There is interesting correspondence between the Reverend William Gunn of Smallburgh Norfolk and the Bartrams in Civita Vecchia. Cubitt first arrived in Civita Vecchia in 1820 to join his relative Richard Bartram and became his heir. The Norfolk Record Office archive on William Gunn states:
...Next there is a run of letters from Richard Bartram (c 1749-1826), a Norfolk man who had settled as a merchant at Civitavecchia. Gunn met him first during a flying visit to Rome in 1785, and then again in 1792-1793. Bartram was responsible for shipping to Gunn the many copies of works of art and books which he ordered during his visit, but the correspondence continued for the rest of Bartram's life. His letters contain an account of affairs in Italy during the occupation by the French, and its aftermath. Gunn helped him to select the Bartram cousin most suitable to become a merchant, and this young man, Cubitt Bartram, became his partner, and then his heir, and continued the correspondence from Civitavecchia into the 1830s...
  Cubbitt Bartram was also joined by his brother John Bartram in Civita Vecchia in the business.

==Jacobite connections==
Bartram was visited by his Jacobite relative Sir Robert Bartram (1761–1844) of Norfolk (a grandson of Sir James Alexander Wright Bt the Last Royal Governor of Georgia) in 1795. Robert Bartram was an uncle of Cubbitt Engall Bartram. Bartram introduced Robert to his future wife Anna Modin (Maiden/Maidman), an Italian Jew who was a granddaughter of Prince Henry Stuart and his Jewish mistress (before he entered the Church). Robert's sons Sir James Bartram of Metton and William John Bartram of Aylmerton were also Jacobites (connected with Sir Henry Drummond and Joseph Wolff) who also visited Richard Bartram and their cousins Cubbitt and John Bartram in Civita Vecchia.

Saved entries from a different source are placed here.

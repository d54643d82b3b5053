use std::{
    collections::HashMap,
    sync::Mutex,
    time::Instant,
};

use serde_json::{Map, Value};
use time::OffsetDateTime;
use tracing::{debug, warn};
use uuid::Uuid;

use crate::{
    correlator::{
        error::{
            CorrelatorError, duplicate_start, inflight_remaining, invalid_config, kind_mismatch,
            sealed_trace, unknown_run,
        },
        types::{CorrelatorConfig, EndPayload, InFlight, StartPayload},
    },
    diff::diff_snapshots,
    redaction::RedactionFilter,
    trace::{
        run::TraceRun,
        step::{
            FinalOutputStep, InterruptStep, LlmCallStep, MemoryReadStep, MemoryWriteStep,
            RetrievalStep, StateChangeStep, Step, ToolCallStep, UserInputStep,
        },
        types::StepType,
    },
};

/// Reconstructs a causal, timed step tree from asynchronous start/end
/// callback pairs.
///
/// The in-flight table is the only shared mutable state that concurrent
/// callbacks touch; claiming an entry with `HashMap::remove` under the
/// mutex gives exactly-once finalization per run id. Step ids are
/// reserved at `on_start` in a table that outlives finalization, so a
/// child finalizing before its parent still resolves `parent_step_id`.
#[derive(Debug)]
pub struct EventCorrelator {
    trace: Mutex<TraceRun>,
    inflight: Mutex<HashMap<String, InFlight>>,
    step_ids: Mutex<HashMap<String, String>>,
    redaction: RedactionFilter,
}

impl EventCorrelator {
    pub fn new(config: CorrelatorConfig) -> Result<Self, CorrelatorError> {
        let redaction = RedactionFilter::compile(&config.redaction)
            .map_err(|err| invalid_config(format!("invalid redaction pattern: {}", err)))?;
        let run_id = config
            .run_id
            .unwrap_or_else(|| Uuid::new_v4().to_string());
        Ok(Self {
            trace: Mutex::new(TraceRun::new(run_id, config.agent_info, config.task_info)),
            inflight: Mutex::new(HashMap::new()),
            step_ids: Mutex::new(HashMap::new()),
            redaction,
        })
    }

    /// Registers the start of a framework operation and returns the step
    /// id reserved for it.
    pub fn on_start(
        &self,
        run_id: &str,
        parent_run_id: Option<&str>,
        payload: StartPayload,
    ) -> Result<String, CorrelatorError> {
        let step_id = self.reserve_step_id(run_id);
        let entry = InFlight {
            step_id: step_id.clone(),
            started: Instant::now(),
            parent_run_id: parent_run_id.map(str::to_string),
            payload,
        };

        let mut inflight = self.lock_inflight();
        if inflight.contains_key(run_id) {
            return Err(duplicate_start(format!(
                "run '{}' already has an in-flight operation",
                run_id
            )));
        }
        debug!(run_id, kind = entry.payload.kind_name(), "operation started");
        inflight.insert(run_id.to_string(), entry);
        Ok(step_id)
    }

    /// Finalizes the operation for `run_id`: claims the in-flight entry,
    /// computes latency, resolves the parent, diffs memory writes,
    /// redacts, and appends exactly one sealed step to the trace.
    pub fn on_end(&self, run_id: &str, payload: EndPayload) -> Result<String, CorrelatorError> {
        let entry = self.claim(run_id)?;
        let latency_ms = entry.started.elapsed().as_millis() as u64;
        let parent_step_id = self.resolve_parent(entry.parent_run_id.as_deref());

        let step = match (entry.payload, payload) {
            (
                StartPayload::Llm { model, input },
                EndPayload::Llm {
                    output,
                    tokens_in,
                    tokens_out,
                    tokens_total,
                    cost_estimate,
                    provider,
                },
            ) => Step::LlmCall(LlmCallStep {
                step_id: entry.step_id,
                timestamp: OffsetDateTime::now_utc(),
                parent_step_id,
                metadata: None,
                model,
                input: self.redacted(input),
                output: self.redacted(output),
                tokens_in,
                tokens_out,
                tokens_total,
                latency_ms: Some(latency_ms),
                cost_estimate,
                provider,
            }),
            (
                StartPayload::Tool { tool_name, arguments },
                EndPayload::Tool {
                    result,
                    success,
                    resource_impact,
                },
            ) => Step::ToolCall(ToolCallStep {
                step_id: entry.step_id,
                timestamp: OffsetDateTime::now_utc(),
                parent_step_id,
                metadata: None,
                tool_name,
                arguments: self.redacted(arguments),
                result: result.map(|value| self.redacted(value)),
                latency_ms: Some(latency_ms),
                success,
                error: None,
                resource_impact,
            }),
            (StartPayload::Retrieval { query }, EndPayload::Retrieval { results }) => {
                let match_count = results.len();
                Step::Retrieval(RetrievalStep {
                    step_id: entry.step_id,
                    timestamp: OffsetDateTime::now_utc(),
                    parent_step_id,
                    metadata: None,
                    query: self.redaction.redact(&query),
                    results,
                    match_count,
                    latency_ms: Some(latency_ms),
                })
            }
            (
                StartPayload::MemoryRead { query },
                EndPayload::MemoryRead {
                    results,
                    relevance_scores,
                    total_available,
                },
            ) => {
                let match_count = results.len();
                Step::MemoryRead(MemoryReadStep {
                    step_id: entry.step_id,
                    timestamp: OffsetDateTime::now_utc(),
                    parent_step_id,
                    metadata: None,
                    query: self.redacted(query),
                    results,
                    match_count,
                    relevance_scores,
                    total_available,
                })
            }
            (
                StartPayload::MemoryWrite {
                    namespace,
                    key,
                    operation,
                    pre_image,
                },
                EndPayload::MemoryWrite { post_image },
            ) => {
                let changes = diff_snapshots(pre_image.as_ref(), &post_image);
                let triggered_by_step_id = self.last_tool_call_id();
                Step::MemoryWrite(MemoryWriteStep {
                    step_id: entry.step_id,
                    timestamp: OffsetDateTime::now_utc(),
                    parent_step_id,
                    metadata: None,
                    namespace,
                    key,
                    operation,
                    data: self.redacted(Value::Object(post_image)),
                    changes: Some(changes),
                    triggered_by_step_id,
                    latency_ms: Some(latency_ms),
                })
            }
            (start, end) => {
                return Err(kind_mismatch(format!(
                    "run '{}' started as {} but ended as {}",
                    run_id,
                    start.kind_name(),
                    end.kind_name()
                )));
            }
        };

        debug!(run_id, step_id = step.step_id(), "operation finalized");
        self.append(step)
    }

    /// Discards in-flight state for a failed operation. Tool failures
    /// are the one fallible case that still emits a step: a `ToolCall`
    /// with `success = false` and the error message.
    pub fn on_error(&self, run_id: &str, message: &str) -> Result<Option<String>, CorrelatorError> {
        let Some(entry) = self.lock_inflight().remove(run_id) else {
            return Ok(None);
        };

        match entry.payload {
            StartPayload::Tool { tool_name, arguments } => {
                let latency_ms = entry.started.elapsed().as_millis() as u64;
                let parent_step_id = self.resolve_parent(entry.parent_run_id.as_deref());
                warn!(run_id, tool_name, "tool call failed");
                let step = Step::ToolCall(ToolCallStep {
                    step_id: entry.step_id,
                    timestamp: OffsetDateTime::now_utc(),
                    parent_step_id,
                    metadata: None,
                    tool_name,
                    arguments: self.redacted(arguments),
                    result: None,
                    latency_ms: Some(latency_ms),
                    success: Some(false),
                    error: Some(message.to_string()),
                    resource_impact: None,
                });
                self.append(step).map(Some)
            }
            _ => {
                debug!(run_id, "discarded in-flight state after callback error");
                Ok(None)
            }
        }
    }

    // Instantaneous steps have no start/end pair; they are redacted and
    // appended directly.

    pub fn record_user_input(
        &self,
        content: &str,
        input_type: Option<&str>,
        parent_step_id: Option<&str>,
    ) -> Result<String, CorrelatorError> {
        let step_id = Uuid::new_v4().to_string();
        let step = Step::UserInput(UserInputStep {
            step_id: step_id.clone(),
            timestamp: OffsetDateTime::now_utc(),
            parent_step_id: parent_step_id.map(str::to_string),
            metadata: None,
            content: self.redaction.redact(content),
            input_type: input_type.map(str::to_string),
        });
        self.append(step)?;
        Ok(step_id)
    }

    pub fn record_state_change(
        &self,
        state_key: &str,
        old_value: Option<Value>,
        new_value: Value,
        reason: Option<&str>,
    ) -> Result<String, CorrelatorError> {
        let step_id = Uuid::new_v4().to_string();
        let step = Step::StateChange(StateChangeStep {
            step_id: step_id.clone(),
            timestamp: OffsetDateTime::now_utc(),
            parent_step_id: None,
            metadata: None,
            state_key: state_key.to_string(),
            old_value: old_value.map(|value| self.redacted(value)),
            new_value: self.redacted(new_value),
            reason: reason.map(str::to_string),
        });
        self.append(step)?;
        Ok(step_id)
    }

    pub fn record_interrupt(
        &self,
        prompt: &str,
        response: Value,
        wait_duration_ms: u64,
    ) -> Result<String, CorrelatorError> {
        let step_id = Uuid::new_v4().to_string();
        let step = Step::Interrupt(InterruptStep {
            step_id: step_id.clone(),
            timestamp: OffsetDateTime::now_utc(),
            parent_step_id: None,
            metadata: None,
            prompt: self.redaction.redact(prompt),
            response: self.redacted(response),
            wait_duration_ms,
        });
        self.append(step)?;
        Ok(step_id)
    }

    pub fn record_final_output(
        &self,
        content: Value,
        format: Option<&str>,
    ) -> Result<String, CorrelatorError> {
        let step_id = Uuid::new_v4().to_string();
        let step = Step::FinalOutput(FinalOutputStep {
            step_id: step_id.clone(),
            timestamp: OffsetDateTime::now_utc(),
            parent_step_id: None,
            metadata: None,
            content: self.redacted(content),
            format: format.map(str::to_string),
        });
        self.append(step)?;
        Ok(step_id)
    }

    pub fn inflight_count(&self) -> usize {
        self.lock_inflight().len()
    }

    /// Seals the trace and returns it. Fails if operations are still in
    /// flight; use [`EventCorrelator::abort`] to discard them instead.
    pub fn finish(self) -> Result<TraceRun, CorrelatorError> {
        {
            let inflight = self.lock_inflight();
            if !inflight.is_empty() {
                let mut run_ids: Vec<&str> = inflight.keys().map(String::as_str).collect();
                run_ids.sort_unstable();
                return Err(inflight_remaining(format!(
                    "cannot finish with in-flight operations: {}",
                    run_ids.join(", ")
                )));
            }
        }
        self.seal()
    }

    /// Discards all in-flight state and seals the trace. No partial
    /// steps are appended; a step is either fully built or absent.
    pub fn abort(self) -> Result<TraceRun, CorrelatorError> {
        let discarded = {
            let mut inflight = self.lock_inflight();
            let count = inflight.len();
            inflight.clear();
            count
        };
        if discarded > 0 {
            warn!(discarded, "aborted run with in-flight operations");
        }
        self.seal()
    }

    fn seal(self) -> Result<TraceRun, CorrelatorError> {
        let mut trace = self
            .trace
            .into_inner()
            .unwrap_or_else(|poisoned| poisoned.into_inner());
        trace
            .finalize(OffsetDateTime::now_utc())
            .map_err(|err| sealed_trace(err.message))?;
        Ok(trace)
    }

    fn reserve_step_id(&self, run_id: &str) -> String {
        let mut step_ids = self
            .step_ids
            .lock()
            .unwrap_or_else(|poisoned| poisoned.into_inner());
        step_ids
            .entry(run_id.to_string())
            .or_insert_with(|| Uuid::new_v4().to_string())
            .clone()
    }

    fn resolve_parent(&self, parent_run_id: Option<&str>) -> Option<String> {
        let parent_run_id = parent_run_id?;
        self.step_ids
            .lock()
            .unwrap_or_else(|poisoned| poisoned.into_inner())
            .get(parent_run_id)
            .cloned()
    }

    fn claim(&self, run_id: &str) -> Result<InFlight, CorrelatorError> {
        self.lock_inflight().remove(run_id).ok_or_else(|| {
            unknown_run(format!(
                "run '{}' has no in-flight operation (unknown or already finalized)",
                run_id
            ))
        })
    }

    fn last_tool_call_id(&self) -> Option<String> {
        let trace = self
            .trace
            .lock()
            .unwrap_or_else(|poisoned| poisoned.into_inner());
        trace
            .steps
            .iter()
            .rev()
            .find(|step| step.step_type() == StepType::ToolCall)
            .map(|step| step.step_id().to_string())
    }

    fn append(&self, step: Step) -> Result<String, CorrelatorError> {
        let step_id = step.step_id().to_string();
        let mut trace = self
            .trace
            .lock()
            .unwrap_or_else(|poisoned| poisoned.into_inner());
        trace
            .append_step(step)
            .map_err(|err| sealed_trace(err.message))?;
        Ok(step_id)
    }

    fn lock_inflight(&self) -> std::sync::MutexGuard<'_, HashMap<String, InFlight>> {
        self.inflight
            .lock()
            .unwrap_or_else(|poisoned| poisoned.into_inner())
    }

    fn redacted(&self, mut value: Value) -> Value {
        self.redaction.redact_value(&mut value);
        value
    }
}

==Royal adventure and imprisonment==
In "Calendar of the Stuart papers belonging to His Majesty the King, preserved at Windsor Castle" it tells the story of how the Stuart papers were brought to Windsor Castle and the role that Bartram played in this adventure.
...The cases of papers purchased from Waters were in 1805, at Sir J. C. Hippisley's request, deposited by the Treasurer General of the English Benedictines in the custody of Mr. Richard Bartram, who was acting as English Consul at Civita Vecchia, to await an opportunity of transmitting them to England. Sir J. C. Hippisley had been authorized by the Prince of Wales to concert with Lord Nelson such measures as best promised to secure the papers, and after Lord Nelson's death Lord Collingwood wrote to Sir John, in Jan., 1806, that he would endeavour to carry out the plan which had been settled with him. He accordingly, early in July, 1806, sent a brig of war under Capt. Raitt to Civita Vecchia, but unfortunately, twelve days before, the French had unexpectedly occupied the town and the brig's boats were not allowed to land. Another attempt in September by Capt. Raitt to communicate with Mr. Bartram was also unsuccessful. Two days after the occupation of the town Mr. Bartram was arrested and thrown into a dungeon, with threats of being shot, if he did not disclose any property he might have or knew to be at Civita Vecchia belonging to England or to Englishmen. He had fortunately secreted the papers previously, and for several years preserved them safely, though with the greatest personal risk to himself. Mr. Paul Macpherson, the Principal of the Scots College at Rome, frequently communicated with Mr. Bartram with the view of removing the papers from Civita Vecchia, and they were ultimately delivered to the order of Sir J. C. Hippisley, brought to Mr. Bartam by Mr. Macpherson. (Foreign Office Papers, Italian States, No. 8.) A Mr. Bonelli, to whom Sir John had been authorized by the Prince of Wales to confide the commission for obtaining the papers, succeeded, with Mr. Macpherson's assistance, though with considerable risk, in shipping them to Leghorn, from which they were embarked in a Tunisian vessel to Tunis. They were forwarded from thence to Malta, and finally arrived in England in or about 1810, and were placed in the library of Carlton House..."

Bartram died in 1826 in Civita Vechhia leaving his business to his adopted heir and relative Cubbitt Engall Bartram (born 1798 Brumstead Norfolk) the son of James Wright Bartram and Elizabeth Engall of Brumstead Norfolk.